→ TASK INPUT
>>>

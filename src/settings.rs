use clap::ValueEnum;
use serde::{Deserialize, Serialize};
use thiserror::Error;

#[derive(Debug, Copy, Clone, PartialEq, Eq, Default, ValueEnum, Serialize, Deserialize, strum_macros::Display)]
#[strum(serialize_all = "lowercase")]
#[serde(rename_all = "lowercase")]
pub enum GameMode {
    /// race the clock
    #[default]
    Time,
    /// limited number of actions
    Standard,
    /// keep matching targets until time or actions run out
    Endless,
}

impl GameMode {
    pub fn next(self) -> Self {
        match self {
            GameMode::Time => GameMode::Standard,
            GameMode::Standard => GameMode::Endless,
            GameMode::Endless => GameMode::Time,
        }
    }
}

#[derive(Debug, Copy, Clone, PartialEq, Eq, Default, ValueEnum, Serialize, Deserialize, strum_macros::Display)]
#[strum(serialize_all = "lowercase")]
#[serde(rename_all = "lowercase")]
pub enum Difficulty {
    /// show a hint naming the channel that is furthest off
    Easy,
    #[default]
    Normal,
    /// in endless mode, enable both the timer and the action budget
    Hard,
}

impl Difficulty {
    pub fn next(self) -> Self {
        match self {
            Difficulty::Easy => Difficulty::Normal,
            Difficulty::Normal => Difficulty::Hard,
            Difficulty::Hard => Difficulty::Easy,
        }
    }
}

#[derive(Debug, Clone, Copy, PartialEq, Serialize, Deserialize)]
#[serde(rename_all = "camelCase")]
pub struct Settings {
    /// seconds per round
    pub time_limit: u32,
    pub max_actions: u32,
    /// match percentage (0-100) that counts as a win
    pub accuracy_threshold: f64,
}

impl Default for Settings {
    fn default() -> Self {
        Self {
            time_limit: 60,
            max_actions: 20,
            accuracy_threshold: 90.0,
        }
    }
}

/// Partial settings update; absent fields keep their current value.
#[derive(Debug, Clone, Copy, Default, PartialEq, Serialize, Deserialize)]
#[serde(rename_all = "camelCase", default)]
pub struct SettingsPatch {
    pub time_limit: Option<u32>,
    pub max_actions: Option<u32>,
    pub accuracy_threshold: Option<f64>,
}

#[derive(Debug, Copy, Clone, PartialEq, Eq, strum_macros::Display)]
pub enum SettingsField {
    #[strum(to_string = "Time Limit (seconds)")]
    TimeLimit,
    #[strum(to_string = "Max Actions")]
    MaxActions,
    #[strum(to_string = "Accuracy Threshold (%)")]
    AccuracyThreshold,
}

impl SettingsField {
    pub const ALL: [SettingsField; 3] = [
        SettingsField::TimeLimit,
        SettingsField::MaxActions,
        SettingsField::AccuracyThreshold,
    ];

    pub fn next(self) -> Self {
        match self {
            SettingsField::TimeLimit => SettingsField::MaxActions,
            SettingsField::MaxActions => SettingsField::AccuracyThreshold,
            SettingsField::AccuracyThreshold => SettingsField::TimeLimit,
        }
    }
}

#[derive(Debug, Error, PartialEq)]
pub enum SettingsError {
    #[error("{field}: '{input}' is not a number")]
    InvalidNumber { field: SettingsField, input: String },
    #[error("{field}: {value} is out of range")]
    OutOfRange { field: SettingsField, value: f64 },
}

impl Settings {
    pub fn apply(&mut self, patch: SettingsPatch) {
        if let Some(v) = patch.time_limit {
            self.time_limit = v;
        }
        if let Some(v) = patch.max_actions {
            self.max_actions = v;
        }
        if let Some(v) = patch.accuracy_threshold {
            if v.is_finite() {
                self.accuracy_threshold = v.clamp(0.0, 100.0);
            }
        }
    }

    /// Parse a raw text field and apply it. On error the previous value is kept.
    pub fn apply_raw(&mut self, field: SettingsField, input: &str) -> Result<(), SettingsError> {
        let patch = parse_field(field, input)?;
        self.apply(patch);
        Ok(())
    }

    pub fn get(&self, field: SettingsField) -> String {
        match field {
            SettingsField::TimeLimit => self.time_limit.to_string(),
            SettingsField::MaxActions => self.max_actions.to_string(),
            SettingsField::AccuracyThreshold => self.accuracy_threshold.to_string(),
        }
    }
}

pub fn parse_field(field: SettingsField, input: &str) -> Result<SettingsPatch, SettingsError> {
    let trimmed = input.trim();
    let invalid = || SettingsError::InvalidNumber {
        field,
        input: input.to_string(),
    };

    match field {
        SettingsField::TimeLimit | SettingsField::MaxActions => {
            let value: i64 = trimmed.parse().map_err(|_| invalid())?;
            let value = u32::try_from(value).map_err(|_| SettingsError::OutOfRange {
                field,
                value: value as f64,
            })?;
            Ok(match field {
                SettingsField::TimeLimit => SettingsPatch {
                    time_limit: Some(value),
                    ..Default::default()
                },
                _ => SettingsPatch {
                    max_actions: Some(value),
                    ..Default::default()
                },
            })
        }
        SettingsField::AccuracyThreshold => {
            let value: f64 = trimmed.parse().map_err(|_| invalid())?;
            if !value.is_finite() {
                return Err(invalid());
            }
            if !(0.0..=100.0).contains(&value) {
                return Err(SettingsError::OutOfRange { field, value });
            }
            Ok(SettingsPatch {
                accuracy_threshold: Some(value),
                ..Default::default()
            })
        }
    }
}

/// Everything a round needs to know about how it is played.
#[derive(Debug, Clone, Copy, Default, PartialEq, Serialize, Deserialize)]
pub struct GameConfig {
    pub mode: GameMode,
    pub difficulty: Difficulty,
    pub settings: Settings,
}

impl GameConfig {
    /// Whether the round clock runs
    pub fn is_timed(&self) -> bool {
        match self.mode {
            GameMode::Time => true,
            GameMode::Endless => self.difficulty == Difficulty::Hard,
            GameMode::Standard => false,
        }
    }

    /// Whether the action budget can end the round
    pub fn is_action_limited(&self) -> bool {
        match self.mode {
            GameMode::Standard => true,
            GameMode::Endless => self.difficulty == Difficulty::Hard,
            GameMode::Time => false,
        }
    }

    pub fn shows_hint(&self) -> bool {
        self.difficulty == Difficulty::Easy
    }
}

<<<

→ WORK TO COMPLETE
Take the entries above and repeat them verbatim.

→ EXERCISE ANSWER
filename src/settings.rs
use clap::ValueEnum;
use serde::{Deserialize, Serialize};
use thiserror::Error;

#[derive(Debug, Copy, Clone, PartialEq, Eq, Default, ValueEnum, Serialize, Deserialize, strum_macros::Display)]
#[strum(serialize_all = "lowercase")]
#[serde(rename_all = "lowercase")]
pub enum GameMode {
    /// race the clock
    #[default]
    Time,
    /// limited number of actions
    Standard,
    /// keep matching targets until time or actions run out
    Endless,
}

impl GameMode {
    pub fn next(self) -> Self {
        match self {
            GameMode::Time => GameMode::Standard,
            GameMode::Standard => GameMode::Endless,
            GameMode::Endless => GameMode::Time,
        }
    }
}

#[derive(Debug, Copy, Clone, PartialEq, Eq, Default, ValueEnum, Serialize, Deserialize, strum_macros::Display)]
#[strum(serialize_all = "lowercase")]
#[serde(rename_all = "lowercase")]
pub enum Difficulty {
    /// show a hint naming the channel that is furthest off
    Easy,
    #[default]
    Normal,
    /// in endless mode, enable both the timer and the action budget
    Hard,
}

impl Difficulty {
    pub fn next(self) -> Self {
        match self {
            Difficulty::Easy => Difficulty::Normal,
            Difficulty::Normal => Difficulty::Hard,
            Difficulty::Hard => Difficulty::Easy,
        }
    }
}

#[derive(Debug, Clone, Copy, PartialEq, Serialize, Deserialize)]
#[serde(rename_all = "camelCase")]
pub struct Settings {
    /// seconds per round
    pub time_limit: u32,
    pub max_actions: u32,
    /// match percentage (0-100) that counts as a win
    pub accuracy_threshold: f64,
}

impl Default for Settings {
    fn default() -> Self {
        Self {
            time_limit: 60,
            max_actions: 20,
            accuracy_threshold: 90.0,
        }
    }
}

/// Partial settings update; absent fields keep their current value.
#[derive(Debug, Clone, Copy, Default, PartialEq, Serialize, Deserialize)]
#[serde(rename_all = "camelCase", default)]
pub struct SettingsPatch {
    pub time_limit: Option<u32>,
    pub max_actions: Option<u32>,
    pub accuracy_threshold: Option<f64>,
}

#[derive(Debug, Copy, Clone, PartialEq, Eq, strum_macros::Display)]
pub enum SettingsField {
    #[strum(to_string = "Time Limit (seconds)")]
    TimeLimit,
    #[strum(to_string = "Max Actions")]
    MaxActions,
    #[strum(to_string = "Accuracy Threshold (%)")]
    AccuracyThreshold,
}

impl SettingsField {
    pub const ALL: [SettingsField; 3] = [
        SettingsField::TimeLimit,
        SettingsField::MaxActions,
        SettingsField::AccuracyThreshold,
    ];

    pub fn next(self) -> Self {
        match self {
            SettingsField::TimeLimit => SettingsField::MaxActions,
            SettingsField::MaxActions => SettingsField::AccuracyThreshold,
            SettingsField::AccuracyThreshold => SettingsField::TimeLimit,
        }
    }
}

#[derive(Debug, Error, PartialEq)]
pub enum SettingsError {
    #[error("{field}: '{input}' is not a number")]
    InvalidNumber { field: SettingsField, input: String },
    #[error("{field}: {value} is out of range")]
    OutOfRange { field: SettingsField, value: f64 },
}

impl Settings {
    pub fn apply(&mut self, patch: SettingsPatch) {
        if let Some(v) = patch.time_limit {
            self.time_limit = v;
        }
        if let Some(v) = patch.max_actions {
            self.max_actions = v;
        }
        if let Some(v) = patch.accuracy_threshold {
            if v.is_finite() {
                self.accuracy_threshold = v.clamp(0.0, 100.0);
            }
        }
    }

    /// Parse a raw text field and apply it. On error the previous value is kept.
    pub fn apply_raw(&mut self, field: SettingsField, input: &str) -> Result<(), SettingsError> {
        let patch = parse_field(field, input)?;
        self.apply(patch);
        Ok(())
    }

    pub fn get(&self, field: SettingsField) -> String {
        match field {
            SettingsField::TimeLimit => self.time_limit.to_string(),
            SettingsField::MaxActions => self.max_actions.to_string(),
            SettingsField::AccuracyThreshold => self.accuracy_threshold.to_string(),
        }
    }
}

pub fn parse_field(field: SettingsField, input: &str) -> Result<SettingsPatch, SettingsError> {
    let trimmed = input.trim();
    let invalid = || SettingsError::InvalidNumber {
        field,
        input: input.to_string(),
    };

    match field {
        SettingsField::TimeLimit | SettingsField::MaxActions => {
            let value: i64 = trimmed.parse().map_err(|_| invalid())?;
            let value = u32::try_from(value).map_err(|_| SettingsError::OutOfRange {
                field,
                value: value as f64,
            })?;
            Ok(match field {
                SettingsField::TimeLimit => SettingsPatch {
                    time_limit: Some(value),
                    ..Default::default()
                },
                _ => SettingsPatch {
                    max_actions: Some(value),
                    ..Default::default()
                },
            })
        }
        SettingsField::AccuracyThreshold => {
            let value: f64 = trimmed.parse().map_err(|_| invalid())?;
            if !value.is_finite() {
                return Err(invalid());
            }
            if !(0.0..=100.0).contains(&value) {
                return Err(SettingsError::OutOfRange { field, value });
            }
            Ok(SettingsPatch {
                accuracy_threshold: Some(value),
                ..Default::default()
            })
        }
    }
}

/// Everything a round needs to know about how it is played.
#[derive(Debug, Clone, Copy, Default, PartialEq, Serialize, Deserialize)]
pub struct GameConfig {
    pub mode: GameMode,
    pub difficulty: Difficulty,
    pub settings: Settings,
}

impl GameConfig {
    /// Whether the round clock runs
    pub fn is_timed(&self) -> bool {
        match self.mode {
            GameMode::Time => true,
            GameMode::Endless => self.difficulty == Difficulty::Hard,
            GameMode::Standard => false,
        }
    }

    /// Whether the action budget can end the round
    pub fn is_action_limited(&self) -> bool {
        match self.mode {
            GameMode::Standard => true,
            GameMode::Endless => self.difficulty == Difficulty::Hard,
            GameMode::Time => false,
        }
    }

    pub fn shows_hint(&self) -> bool {
        self.difficulty == Difficulty::Easy
    }
}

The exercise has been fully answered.